Digital Radiography, Radiology. (2016, September 6). Understanding Radiology Exposure Indicators. Retrieved from Carestream: https://www.carestream.com/blog/2016/09/06/understanding-radiology-exposure- indicators/

ETHW. (2015, September 15). Field XRays. Retrieved from ETHW: https://ethw.org/Field_X- Rays

Jorgensen, T. J. (2017). How Marie Curie Brought X-ray Machines to the Battlefield. Smithsonian Magazine.

Luk, S. Y. (2016). The Mobile X-Ray Machine. Hong Kong Medical Journal.
MINXRAY. (2012, March). MINXRAY HF100H+. Retrieved from HF100H+ Service Manual: https://www.minxray.com/wp-content/uploads/2015/09/HF100H-service-Ver1.2-

Webridged.pdf
MINXRAY. (n.d.). About Us. Retrieved from MINXRAY: https://www.minxray.com/about/ MinXray, Inc. (2012, March). 

MinXray HF100H+ Service Manual. Retrieved from MinXray HF100H+: https://www.minxray.com/wp-content/uploads/2015/09/HF100H-service-Ver1.2-Webridged.pdf

NDT Resource Center. (n.d.). History of Radiography. Retrieved from NDT Resource Center: https://www.nde- ed.org/EducationResources/CommunityCollege/Radiography/Introduction/history.htm

Reflection

When writing this technical description, I had originally thought it’d be a much more complicated assignment than it turned out to be. The idea of writing about a portable x-ray machine had come to me during a doctor’s visit for my hand where they had developed a quick image using a portable x-ray. Through all my other doctors’ appointments, I had spent lots of time waiting for a radiologist or lab technician to take a full x-ray of whatever body part I needed checked out. I realized how much radiology has developed and thought, “well, what a perfect item to describe for my assignment.”
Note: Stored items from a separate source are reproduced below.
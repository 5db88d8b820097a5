//! Scheduler service.

use std::collections::BTreeMap;
use std::pin::Pin;
use std::sync::Arc;
use std::time::Duration;

use skiff::{
    AdaptorResult, Credential, JobStatus, LocalScheduler, Scheduler, StatusError, StatusErrorType,
    adaptor,
};
use tokio_stream::{Stream, StreamExt};
use tonic::{Request, Response, Status, Streaming};

use super::{GatewayState, blocking, required_id};
use crate::convert;
use crate::error::GatewayError;
use crate::forwarder;
use crate::proto::{self, scheduler_service_server::SchedulerService};
use crate::registry::SessionRequest;
use crate::tracker::{OperationKind, OperationRecord};

type SubmitInteractiveJobStream =
    Pin<Box<dyn Stream<Item = Result<proto::SubmitInteractiveJobResponse, Status>> + Send>>;

/// Implementation of the `SchedulerService` gRPC service.
#[derive(Debug, Clone)]
pub struct SchedulerGateway {
    state: Arc<GatewayState>,
}

impl SchedulerGateway {
    /// Create the service over shared gateway state.
    pub fn new(state: Arc<GatewayState>) -> Self {
        Self { state }
    }

    fn session(
        &self,
        scheduler: Option<&proto::Scheduler>,
    ) -> Result<(String, Arc<dyn Scheduler>), Status> {
        let id = required_id(scheduler.map(|s| s.id.as_str()), "scheduler")?;
        let scheduler = self.state.schedulers.get(id)?;
        Ok((id.to_string(), scheduler))
    }

    /// Run `call` against the scheduler named by a request.
    async fn on_scheduler<T, F>(&self, scheduler: Option<&proto::Scheduler>, call: F) -> Result<T, Status>
    where
        T: Send + 'static,
        F: FnOnce(&dyn Scheduler) -> AdaptorResult<T> + Send + 'static,
    {
        let (_, scheduler) = self.session(scheduler)?;
        blocking(move || Ok(call(scheduler.as_ref())?)).await
    }

    fn job(
        &self,
        scheduler: Option<&proto::Scheduler>,
        job: Option<&proto::Job>,
    ) -> Result<(String, Arc<dyn Scheduler>, String), Status> {
        let (owner, scheduler) = self.session(scheduler)?;
        let id = required_id(job.map(|j| j.id.as_str()), "job")?;
        tracing::debug!(scheduler = %owner, job = id, "job call");
        Ok((owner, scheduler, id.to_string()))
    }

    async fn open(&self, request: SessionRequest) -> Result<String, Status> {
        if let Some(id) = self.state.schedulers.find_live(&request) {
            return Err(GatewayError::already_exists(format!(
                "scheduler {id} is already open for this request"
            ))
            .into());
        }
        let scheduler = {
            let request = request.clone();
            blocking(move || {
                Ok(adaptor::create_scheduler(
                    &request.adaptor,
                    &request.location,
                    &request.credential,
                    &request.properties,
                )?)
            })
            .await?
        };
        Ok(self.state.schedulers.put(request, scheduler)?)
    }

    fn register_job(
        &self,
        kind: OperationKind,
        owner: String,
        job_id: &str,
        description: skiff::JobDescription,
    ) {
        self.state.jobs.register(OperationRecord {
            id: job_id.to_string(),
            kind,
            owner,
            external_id: job_id.to_string(),
            request: description,
        });
    }
}

fn wait_timeout(timeout: u64) -> Duration {
    Duration::from_millis(timeout)
}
I began looking into the history of portable x-rays, learning that they had actually first been invented in World War I for wounded soldiers by Marie Curie. She is remembered for her research on radioactivity but seldomly acknowledged for her creation of the first portable x-ray. Since the development of the portable x-ray is crucial to the understanding of the product we have now, I found it important to include a general history of the portable x-rays as a whole as well as the history of the MinXray HF100H+ specifically.

I started off by forming an outline of how I was going to lay out the description, thinking that the assignment would’ve lacked some important information if I didn’t explain the entire makeup of the x-ray. As I began to write the paper, however, I realized that much of the information that I was going to originally place into separate sections is easily fit into one or two sections that can explain the overall function of the machine. Writing the description almost came naturally; words just flew onto the page as I worked. Since I have always felt as though I am a technical thinker, I generally enjoyed this assignment and researching a device that I’ve encountered many times throughout my life.

This assignment also allowed me to tap into my inner creativity when deciding between the usage of imagery or verbal descriptions of certain parts of the machine. I was able to explain the history and structure of the device without bias by using solely informational resources and diction. The peer review that we had done also opened my eyes to other possibilities for the layout and depth of the description, allowing me to rearrange and change certain aspects of my assignment to benefit the reader. Looking at my peers’ descriptions, I was able to acknowledge the effect that using an image or diagram can have on the reader, as opposed to strictly using verbal communication. They do say, “An image is worth a thousand words.”

Due to the fact that I had never written a technical description in the past, this assignment opened up a whole new field of writing that I hadn’t encountered before. Considering I plan on hopefully pursuing research in biomedical engineering, technical writing will soon become a huge part of my life and this assignment has allowed me to explore the different paths I could follow when I do so.